Constitutionally, there was supposed to be some continuity between the governance of Hong Kong and Kashmir in the transition from the colonial to the post-colonial era. Both regions were recognized as being distinct from the countries that they were becoming part of and granted special protections on that basis. In Hong Kong, the “one country, two systems” framework was supposed to guarantee Hong Kongers way of life until 2047.
In Jammu and Kashmir, these protections were even more robust, enshrined in the Indian Constitution. Article 370 stated that Kashmir controlled its own affairs, apart from foreign policy, defense, or communications, and Article 35A restricted outsiders from buying land. “Under Article 370, it’s arguable that Kashmir had more independence than any part of India. It gave Kashmir more autonomy over its own affairs on a regional basis,” Wilson said. But both were revoked last week by Modi making good on his election promise to end Kashmir’s special status, which he said had hindered its integration with the rest of India.
In Hong Kong, Beijing has not explicitly scrapped “one country, two systems,” but recent events have made clear that rapid assimilation into China is a priority for the Chinese Communist Party. The patchwork arrangement that characterized the British Empire in Asia is no longer tolerated by the leaders who inherited the imperial spoils—the goal is now total control.

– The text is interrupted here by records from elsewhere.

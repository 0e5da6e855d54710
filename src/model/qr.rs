//! QR code resource types
//!
//! - `QrCodeType`: the 19 content types the service understands
//! - `QrCode`: a QR code as returned by the service
//! - `CustomDesign`: server-side image styling parameters

use chrono::{DateTime, Utc};
use serde::{Deserialize, Serialize};
use std::str::FromStr;

/// Content type of a QR code
///
/// Determines whether the code carries a `destinationUrl` or a structured
/// `qrData` payload.
#[derive(Debug, Clone, Copy, Serialize, Deserialize, PartialEq, Eq, Hash, PartialOrd, Ord)]
#[serde(rename_all = "SCREAMING_SNAKE_CASE")]
pub enum QrCodeType {
    Url,
    Wifi,
    Email,
    Phone,
    Sms,
    Whatsapp,
    Location,
    Contact,
    Event,
    Mecard,
    Pdf,
    Video,
    Audio,
    SocialMedia,
    GoogleReview,
    Coupon,
    Feedback,
    BusinessPage,
    Text,
}

impl QrCodeType {
    /// Get all types in documentation order
    pub fn all() -> &'static [QrCodeType] {
        &[
            QrCodeType::Url,
            QrCodeType::Wifi,
            QrCodeType::Email,
            QrCodeType::Phone,
            QrCodeType::Sms,
            QrCodeType::Whatsapp,
            QrCodeType::Location,
            QrCodeType::Contact,
            QrCodeType::Event,
            QrCodeType::Mecard,
            QrCodeType::Pdf,
            QrCodeType::Video,
            QrCodeType::Audio,
            QrCodeType::SocialMedia,
            QrCodeType::GoogleReview,
            QrCodeType::Coupon,
            QrCodeType::Feedback,
            QrCodeType::BusinessPage,
            QrCodeType::Text,
        ]
    }

    /// Wire name, e.g. `SOCIAL_MEDIA`
    pub fn as_str(&self) -> &'static str {
        match self {
            QrCodeType::Url => "URL",
            QrCodeType::Wifi => "WIFI",
            QrCodeType::Email => "EMAIL",
            QrCodeType::Phone => "PHONE",
            QrCodeType::Sms => "SMS",
            QrCodeType::Whatsapp => "WHATSAPP",
            QrCodeType::Location => "LOCATION",
            QrCodeType::Contact => "CONTACT",
            QrCodeType::Event => "EVENT",
            QrCodeType::Mecard => "MECARD",
            QrCodeType::Pdf => "PDF",
            QrCodeType::Video => "VIDEO",
            QrCodeType::Audio => "AUDIO",
            QrCodeType::SocialMedia => "SOCIAL_MEDIA",
            QrCodeType::GoogleReview => "GOOGLE_REVIEW",
            QrCodeType::Coupon => "COUPON",
            QrCodeType::Feedback => "FEEDBACK",
            QrCodeType::BusinessPage => "BUSINESS_PAGE",
            QrCodeType::Text => "TEXT",
        }
    }

    /// True for types whose content is a `destinationUrl` rather than `qrData`
    pub fn is_url_like(&self) -> bool {
        matches!(
            self,
            QrCodeType::Url
                | QrCodeType::Pdf
                | QrCodeType::Video
                | QrCodeType::Audio
                | QrCodeType::SocialMedia
                | QrCodeType::GoogleReview
                | QrCodeType::Coupon
                | QrCodeType::Feedback
                | QrCodeType::BusinessPage
                | QrCodeType::Text
        )
    }
}

impl std::fmt::Display for QrCodeType {
    fn fmt(&self, f: &mut std::fmt::Formatter<'_>) -> std::fmt::Result {
        f.write_str(self.as_str())
    }
}

impl FromStr for QrCodeType {
    type Err = String;

    /// Accepts wire names case-insensitively, with `-` or `_` separators
    fn from_str(s: &str) -> Result<Self, Self::Err> {
        let normalized = s.trim().to_uppercase().replace('-', "_");
        QrCodeType::all()
            .iter()
            .copied()
            .find(|t| t.as_str() == normalized)
            .ok_or_else(|| {
                format!(
                    "Invalid QR code type: {}. Use one of: {}",
                    s,
                    QrCodeType::all()
                        .iter()
                        .map(|t| t.as_str())
                        .collect::<Vec<_>>()
                        .join(", ")
                )
            })
    }
}

/// A QR code as returned by the service
#[derive(Debug, Clone, Serialize, Deserialize, PartialEq)]
#[serde(rename_all = "camelCase")]
pub struct QrCode {
    pub id: String,
    pub name: String,
    pub short_code: String,
    pub short_url: String,
    pub qr_code_url: String,
    #[serde(default, skip_serializing_if = "Option::is_none")]
    pub destination_url: Option<String>,
    #[serde(rename = "type")]
    pub qr_type: QrCodeType,
    /// Type-dependent payload, see [`crate::model::QrData::from_value`]
    #[serde(default, skip_serializing_if = "Option::is_none")]
    pub qr_data: Option<serde_json::Value>,
    #[serde(default, skip_serializing_if = "Option::is_none")]
    pub expires_at: Option<DateTime<Utc>>,
    #[serde(default, skip_serializing_if = "Option::is_none")]
    pub scan_limit: Option<u32>,
    #[serde(default, skip_serializing_if = "Option::is_none")]
    pub custom_design: Option<CustomDesign>,
    #[serde(default)]
    pub scan_count: u64,
    pub is_active: bool,
    pub created_at: DateTime<Utc>,
    #[serde(default, skip_serializing_if = "Option::is_none")]
    pub updated_at: Option<DateTime<Utc>>,
}

impl QrCode {
    /// Scans left before the limit is hit, if a limit is set
    pub fn remaining_scans(&self) -> Option<u64> {
        self.scan_limit
            .map(|limit| (limit as u64).saturating_sub(self.scan_count))
    }
}

/// Error correction level of the rendered QR image
#[derive(Debug, Clone, Copy, Serialize, Deserialize, PartialEq, Eq)]
pub enum ErrorCorrectionLevel {
    L,
    M,
    Q,
    H,
}

impl FromStr for ErrorCorrectionLevel {
    type Err = String;

    fn from_str(s: &str) -> Result<Self, Self::Err> {
        match s.trim().to_uppercase().as_str() {
            "L" => Ok(ErrorCorrectionLevel::L),
            "M" => Ok(ErrorCorrectionLevel::M),
            "Q" => Ok(ErrorCorrectionLevel::Q),
            "H" => Ok(ErrorCorrectionLevel::H),
            _ => Err(format!("Invalid error correction level: {}. Use L, M, Q, or H", s)),
        }
    }
}

/// Image styling applied by the service when rendering the QR code
///
/// Every field is optional; absent fields use the service defaults.
#[derive(Debug, Clone, Default, Serialize, Deserialize, PartialEq)]
#[serde(rename_all = "camelCase")]
pub struct CustomDesign {
    #[serde(default, skip_serializing_if = "Option::is_none")]
    pub background_color: Option<String>,
    #[serde(default, skip_serializing_if = "Option::is_none")]
    pub foreground_color: Option<String>,
    #[serde(default, skip_serializing_if = "Option::is_none")]
    pub margin: Option<u32>,
    /// Image width in pixels (100-2000)
    #[serde(default, skip_serializing_if = "Option::is_none")]
    pub width: Option<u32>,
    #[serde(default, skip_serializing_if = "Option::is_none")]
    pub error_correction_level: Option<ErrorCorrectionLevel>,
    /// Module shape: rounded, dots, classy, square
    #[serde(default, skip_serializing_if = "Option::is_none")]
    pub dots_type: Option<String>,
    #[serde(default, skip_serializing_if = "Option::is_none")]
    pub dots_color: Option<String>,
    #[serde(default, skip_serializing_if = "Option::is_none")]
    pub corners_square_type: Option<String>,
    #[serde(default, skip_serializing_if = "Option::is_none")]
    pub corners_square_color: Option<String>,
    /// Logo embedded in the center of the code
    #[serde(default, skip_serializing_if = "Option::is_none")]
    pub image_url: Option<String>,
    #[serde(default, skip_serializing_if = "Option::is_none")]
    pub image_margin: Option<u32>,
    /// Logo size relative to the code (0.1-0.5)
    #[serde(default, skip_serializing_if = "Option::is_none")]
    pub image_size: Option<f32>,
}

impl CustomDesign {
    /// The design the dashboard starts from when advanced options are enabled
    pub fn dashboard_default() -> Self {
        Self {
            background_color: Some("#FFFFFF".to_string()),
            foreground_color: Some("#000000".to_string()),
            margin: Some(4),
            width: Some(500),
            ..Default::default()
        }
    }
}

#[cfg(test)]
mod tests {
    use super::*;

    #[test]
    fn test_type_wire_names() {
        assert_eq!(QrCodeType::all().len(), 19);
        assert_eq!(
            serde_json::to_value(QrCodeType::SocialMedia).unwrap(),
            serde_json::json!("SOCIAL_MEDIA")
        );
        for t in QrCodeType::all() {
            let json = serde_json::to_value(t).unwrap();
            assert_eq!(json.as_str(), Some(t.as_str()));
        }
    }

    #[test]
    fn test_type_from_str() {
        assert_eq!("wifi".parse::<QrCodeType>(), Ok(QrCodeType::Wifi));
        assert_eq!(
            "google-review".parse::<QrCodeType>(),
            Ok(QrCodeType::GoogleReview)
        );
        assert!("barcode".parse::<QrCodeType>().is_err());
    }

    #[test]
    fn test_url_like_types() {
        let url_like = QrCodeType::all().iter().filter(|t| t.is_url_like()).count();
        assert_eq!(url_like, 10);
        assert!(!QrCodeType::Wifi.is_url_like());
        assert!(QrCodeType::Text.is_url_like());
    }

    #[test]
    fn test_decode_service_response() {
        let json = r#"{
            "id": "cm5abc123xyz",
            "name": "Product Launch Campaign",
            "shortCode": "launch24",
            "shortUrl": "https://your-domain.com/q/launch24",
            "qrCodeUrl": "https://res.cloudinary.com/demo/launch24.png",
            "destinationUrl": "https://example.com/product/launch",
            "type": "URL",
            "scanCount": 42,
            "isActive": true,
            "createdAt": "2026-01-17T10:30:00.000Z"
        }"#;

        let qr: QrCode = serde_json::from_str(json).unwrap();
        assert_eq!(qr.short_code, "launch24");
        assert_eq!(qr.qr_type, QrCodeType::Url);
        assert_eq!(qr.scan_count, 42);
        assert!(qr.qr_data.is_none());
        assert!(qr.remaining_scans().is_none());
    }

    #[test]
    fn test_custom_design_omits_unset_fields() {
        let json = serde_json::to_value(CustomDesign::dashboard_default()).unwrap();
        let obj = json.as_object().unwrap();
        assert_eq!(obj.len(), 4);
        assert_eq!(obj["backgroundColor"], "#FFFFFF");
        assert_eq!(obj["width"], 500);
    }
}
//! # qrpanel
//!
//! Client dashboard for a hosted QR code management API: create dynamic QR
//! codes of 19 types, list and edit them, read their scan analytics and
//! manage API keys.
//!
//! ## Features
//!
//! - **Typed wire model**: every QR type and its `qrData` payload as Rust types
//! - **API client**: one request per call, server messages surfaced verbatim
//! - **Dashboard state**: settings, create form, paginated list, analytics
//! - **Stub server**: in-memory Axum implementation of the HTTP contract
//! - **Docs**: API reference and per-type guides with example payloads
//!
//! ## Modules
//!
//! - [`model`]: Wire types and envelopes
//! - [`client`]: HTTP client for QR codes and API keys
//! - [`dashboard`]: View state behind the `qrpanel` commands
//! - [`stub`]: Local stub of the service
//! - [`docs`]: API reference and type guides
//! - [`render`]: Table, JSON and CSV output
//! - [`scripts`]: One-shot manual test scripts
//!
//! ## Quick Start
//!
//! ```rust,no_run
//! use qrpanel::client::{ClientConfig, QrApi, QrApiClient};
//! use qrpanel::model::{CreateQrRequest, QrCodeType};
//!
//! #[tokio::main]
//! async fn main() -> Result<(), Box<dyn std::error::Error>> {
//!     let client = QrApiClient::new(ClientConfig::new(
//!         "https://qr.scanalyzr.com/api/v1",
//!         "qr_live_your_key",
//!     ))?;
//!
//!     let qr = client
//!         .create_qr(&CreateQrRequest::link("Website", QrCodeType::Url, "https://example.com"))
//!         .await?;
//!
//!     println!("{} -> {}", qr.short_url, qr.qr_code_url);
//!     Ok(())
//! }
//! ```

pub mod client;
pub mod config;
pub mod dashboard;
pub mod docs;
pub mod model;
pub mod render;
pub mod scripts;
pub mod stub;
pub mod telemetry;

// Re-export top-level types for convenience
pub use client::{AuthScheme, ClientConfig, ClientError, ErrorKind, QrApi, QrApiClient, Sent};

pub use config::{Config, ConfigError, LoggingConfig, StubConfig};

pub use dashboard::{
    AnalyticsPanel, ConnectionSettings, CreateForm, DashboardError, QrListView,
};

pub use model::{
    ApiKey, CreateQrRequest, CustomDesign, PageMeta, QrAnalytics, QrCode, QrCodeType, QrData,
    UpdateQrRequest,
};

pub use stub::{build_router, serve, StubError, StubState};
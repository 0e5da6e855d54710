//! Scan Route
//!
//! - GET /q/:short_code - Resolve a public scan
//!
//! URL-like codes redirect with 302; structured codes answer with their
//! `qrData`. Password-protected codes expect `?password=`.

use axum::{
    extract::{rejection::QueryRejection, Path, Query, State},
    http::{header, HeaderMap, StatusCode},
    response::{IntoResponse, Response},
    Json,
};
use serde::Deserialize;
use std::sync::Arc;

use crate::model::ApiResponse;
use crate::stub::error::StubResult;
use crate::stub::state::StubState;
use crate::stub::store::ScanEvent;

#[derive(Debug, Deserialize)]
pub struct ScanQuery {
    #[serde(default)]
    pub password: Option<String>,
}

fn header_str<'a>(headers: &'a HeaderMap, name: &str) -> Option<&'a str> {
    headers
        .get(name)
        .and_then(|v| v.to_str().ok())
        .map(str::trim)
        .filter(|v| !v.is_empty())
}

/// First hop of `X-Forwarded-For`, then `X-Real-IP`
pub fn client_address(headers: &HeaderMap) -> String {
    header_str(headers, "x-forwarded-for")
        .and_then(|v| v.split(',').next())
        .map(str::trim)
        .filter(|v| !v.is_empty())
        .or_else(|| header_str(headers, "x-real-ip"))
        .unwrap_or("unknown")
        .to_string()
}

/// Device class from the `User-Agent`
pub fn device_class(user_agent: Option<&str>) -> &'static str {
    let Some(ua) = user_agent else {
        return "unknown";
    };
    let ua = ua.to_lowercase();
    if ua.contains("ipad") || ua.contains("tablet") {
        "tablet"
    } else if ua.contains("mobi") || ua.contains("iphone") || ua.contains("android") {
        "mobile"
    } else {
        "desktop"
    }
}

/// GET /q/:short_code
pub async fn resolve_scan(
    State(state): State<Arc<StubState>>,
    Path(short_code): Path<String>,
    query: Result<Query<ScanQuery>, QueryRejection>,
    headers: HeaderMap,
) -> StubResult<Response> {
    let Query(query) = query?;

    let scan = ScanEvent {
        at: chrono::Utc::now(),
        client: client_address(&headers),
        location: header_str(&headers, "cf-ipcountry")
            .unwrap_or("Unknown")
            .to_string(),
        device: device_class(header_str(&headers, "user-agent")).to_string(),
    };

    let qr = state
        .store
        .write()
        .await
        .resolve_scan(&short_code, query.password.as_deref(), scan)?;

    tracing::debug!(short_code = %short_code, scan_count = qr.scan_count, "Resolved scan");

    match (qr.qr_type.is_url_like(), qr.destination_url) {
        (true, Some(url)) => Ok((StatusCode::FOUND, [(header::LOCATION, url)]).into_response()),
        _ => Ok(Json(ApiResponse::ok(
            "QR code resolved successfully",
            serde_json::json!({
                "type": qr.qr_type,
                "qrData": qr.qr_data,
            }),
        ))
        .into_response()),
    }
}

#[cfg(test)]
mod tests {
    use super::*;
    use axum::http::HeaderValue;

    #[test]
    fn test_client_address() {
        let mut headers = HeaderMap::new();
        assert_eq!(client_address(&headers), "unknown");

        headers.insert("X-Real-IP", HeaderValue::from_static("10.0.0.2"));
        assert_eq!(client_address(&headers), "10.0.0.2");

        headers.insert(
            "X-Forwarded-For",
            HeaderValue::from_static("203.0.113.7, 10.0.0.1"),
        );
        assert_eq!(client_address(&headers), "203.0.113.7");
    }

    #[test]
    fn test_device_class() {
        assert_eq!(
            device_class(Some("Mozilla/5.0 (iPhone; CPU iPhone OS 17_0 like Mac OS X)")),
            "mobile"
        );
        assert_eq!(device_class(Some("Mozilla/5.0 (iPad; CPU OS 17_0)")), "tablet");
        assert_eq!(
            device_class(Some("Mozilla/5.0 (X11; Linux x86_64) Firefox/120.0")),
            "desktop"
        );
        assert_eq!(device_class(None), "unknown");
    }
}
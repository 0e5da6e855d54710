//! QR API stub server
//!
//! Local stand-in for the hosted QR API, used for development and tests.
//!
//! Run with: cargo run --bin qrpanel-stub
//!
//! # Configuration
//!
//! Reads the `[stub]` and `[logging]` sections of the config file given with
//! `--config` (default: <config dir>/qrpanel/config.toml). Environment
//! variables override it:
//! - `QRPANEL_STUB_HOST`: Host to bind to (default: 127.0.0.1)
//! - `QRPANEL_STUB_PORT`: Port to listen on (default: 5000)
//! - `QRPANEL_LOG_LEVEL`: Log level (default: info)
//! - `RUST_LOG`: Overrides the log level

use clap::Parser;
use std::path::PathBuf;

use qrpanel::config::Config;
use qrpanel::stub::{serve, StubState};
use qrpanel::telemetry::init_tracing;

#[derive(Parser)]
#[command(name = "qrpanel-stub")]
#[command(version = env!("CARGO_PKG_VERSION"))]
#[command(about = "Local stub of the QR code management API")]
struct Args {
    /// Config file
    #[arg(short, long)]
    config: Option<PathBuf>,

    /// Port to listen on (overrides config)
    #[arg(short, long)]
    port: Option<u16>,

    /// Extra API key to accept, as its own account (repeatable)
    #[arg(short = 'k', long = "api-key")]
    api_keys: Vec<String>,
}

#[tokio::main]
async fn main() -> anyhow::Result<()> {
    let args = Args::parse();
    let path = args.config.unwrap_or_else(Config::default_path);
    let mut config = Config::load_with_env(&path)?;
    init_tracing(&config.logging);

    if let Some(port) = args.port {
        config.stub.port = port;
    }
    config.stub.api_keys.extend(args.api_keys);

    tracing::info!("Starting QR stub server v{}", env!("CARGO_PKG_VERSION"));
    tracing::info!(
        "Plan limit: {} QR codes, rate limit: {} requests/min",
        config.stub.plan_limit,
        config.stub.rate_limit_per_minute
    );
    for key in &config.stub.api_keys {
        tracing::info!("Accepting API key {}", qrpanel::model::mask_key(key));
    }

    serve(StubState::new(config.stub)).await?;
    Ok(())
}
//! Dashboard views
//!
//! Client-side state holders behind the `qrpanel` commands. Each one owns
//! the last server response it received and talks to the service through
//! [`QrApi`], so tests can swap in a fake.
//!
//! - [`settings`]: API key and base URL, validated before they are saved
//! - [`create_form`]: per-type fields assembled into a create request
//! - [`list`]: paginated listing with local delete/update/prepend
//! - [`analytics`]: scan analytics of one QR code

pub mod analytics;
pub mod create_form;
pub mod list;
pub mod settings;

pub use analytics::AnalyticsPanel;
pub use create_form::CreateForm;
pub use list::QrListView;
pub use settings::ConnectionSettings;

use thiserror::Error;

use crate::client::{ClientError, QrApi, QrApiClient};
use crate::config::{ApiConfig, ConfigError};

/// Shown when an action needs the service but no key is configured
pub const MISSING_KEY_MESSAGE: &str = "Please set your API key first";

/// Dashboard errors
#[derive(Error, Debug)]
pub enum DashboardError {
    #[error("Please set your API key first")]
    MissingApiKey,

    #[error("{field} is required")]
    MissingField { field: String },

    #[error("Invalid {field}: {message}")]
    InvalidField { field: String, message: String },

    /// A service call failed; `message` is what the user sees
    #[error("{message}")]
    Request {
        message: String,
        #[source]
        source: ClientError,
    },

    #[error(transparent)]
    Config(#[from] ConfigError),
}

impl DashboardError {
    /// Wrap a failed call, preferring the service's own message
    pub fn request(source: ClientError, fallback: &str) -> Self {
        DashboardError::Request {
            message: source.display_message(fallback),
            source,
        }
    }

    pub fn missing(field: impl Into<String>) -> Self {
        DashboardError::MissingField {
            field: field.into(),
        }
    }

    pub fn invalid(field: impl Into<String>, message: impl Into<String>) -> Self {
        DashboardError::InvalidField {
            field: field.into(),
            message: message.into(),
        }
    }

    /// The underlying client error, if a call failed
    pub fn client_error(&self) -> Option<&ClientError> {
        match self {
            DashboardError::Request { source, .. } => Some(source),
            _ => None,
        }
    }
}

/// Client for the configured key, `None` when no key is set
pub fn connect(api: &ApiConfig) -> Result<Option<QrApiClient>, ClientError> {
    match QrApiClient::from_config(api) {
        Ok(client) => Ok(Some(client)),
        Err(ClientError::MissingApiKey) => Ok(None),
        Err(e) => Err(e),
    }
}

/// The service, or the "set your API key" refusal
pub(crate) fn require_api(api: Option<&dyn QrApi>) -> Result<&dyn QrApi, DashboardError> {
    api.ok_or(DashboardError::MissingApiKey)
}

#[cfg(test)]
pub(crate) mod fake {
    //! In-process [`QrApi`] that records calls

    use async_trait::async_trait;
    use chrono::Utc;
    use std::sync::Mutex;

    use crate::client::{ClientError, QrApi};
    use crate::model::{
        CreateQrRequest, ListParams, Page, PageMeta, QrAnalytics, QrCode, QrCodeType,
        UpdateQrRequest,
    };

    #[derive(Default)]
    pub struct FakeApi {
        pub codes: Mutex<Vec<QrCode>>,
        pub list_calls: Mutex<u32>,
    }

    pub fn sample(id: &str) -> QrCode {
        QrCode {
            id: id.to_string(),
            name: format!("QR {}", id),
            short_code: id.to_string(),
            short_url: format!("https://your-domain.com/q/{}", id),
            qr_code_url: format!("https://your-domain.com/qr/{}.png", id),
            destination_url: Some("https://example.com".to_string()),
            qr_type: QrCodeType::Url,
            qr_data: None,
            expires_at: None,
            scan_limit: None,
            custom_design: None,
            scan_count: 0,
            is_active: true,
            created_at: Utc::now(),
            updated_at: None,
        }
    }

    impl FakeApi {
        pub fn with_codes(n: usize) -> Self {
            let codes = (0..n).map(|i| sample(&format!("qr{}", i))).collect();
            Self {
                codes: Mutex::new(codes),
                list_calls: Mutex::new(0),
            }
        }

        pub fn list_calls(&self) -> u32 {
            *self.list_calls.lock().unwrap()
        }
    }

    #[async_trait]
    impl QrApi for FakeApi {
        async fn create_qr(&self, request: &CreateQrRequest) -> Result<QrCode, ClientError> {
            let mut qr = sample(&format!("new{}", self.codes.lock().unwrap().len()));
            qr.name = request.name.clone();
            self.codes.lock().unwrap().insert(0, qr.clone());
            Ok(qr)
        }

        async fn list_qr(&self, params: &ListParams) -> Result<Page<QrCode>, ClientError> {
            *self.list_calls.lock().unwrap() += 1;
            let codes = self.codes.lock().unwrap();
            let skip = ((params.page - 1) * params.limit) as usize;
            Ok(Page {
                items: codes.iter().skip(skip).take(params.limit as usize).cloned().collect(),
                meta: PageMeta {
                    page: params.page,
                    limit: params.limit,
                    total: codes.len() as u64,
                },
            })
        }

        async fn get_qr(&self, id: &str) -> Result<QrCode, ClientError> {
            Ok(sample(id))
        }

        async fn update_qr(&self, id: &str, update: &UpdateQrRequest) -> Result<QrCode, ClientError> {
            let mut qr = sample(id);
            if let Some(name) = &update.name {
                qr.name = name.clone();
            }
            Ok(qr)
        }

        async fn delete_qr(&self, id: &str) -> Result<(), ClientError> {
            self.codes.lock().unwrap().retain(|q| q.id != id);
            Ok(())
        }

        async fn qr_analytics(&self, _id: &str) -> Result<QrAnalytics, ClientError> {
            Err(ClientError::Decode("not used".to_string()))
        }
    }
}

#[cfg(test)]
mod tests {
    use super::*;

    #[test]
    fn test_connect_without_key() {
        assert!(connect(&ApiConfig::default()).unwrap().is_none());

        let api = ApiConfig {
            api_key: Some("qr_live_x".to_string()),
            ..Default::default()
        };
        assert!(connect(&api).unwrap().is_some());
    }

    #[test]
    fn test_missing_key_message() {
        assert_eq!(DashboardError::MissingApiKey.to_string(), MISSING_KEY_MESSAGE);
    }
}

Unlike in Kashmir, there was no bloodshed in the Hong Kong handover, but the irony of freeing the city from years of British imperialism only to hand it over to another distant and unaccountable leader was apparent to many. Chris Patten, the last governor of Hong Kong, recalled visiting a psychiatric institution shortly before the handover. One patient asked him: “You always tell us that Britain is the oldest democracy in the world. So could you explain to me why you are handing over Hong Kong to the last great totalitarian regime without asking the opinion of the people of Hong Kong?” Patten said it was “the sanest question in Hong Kong.”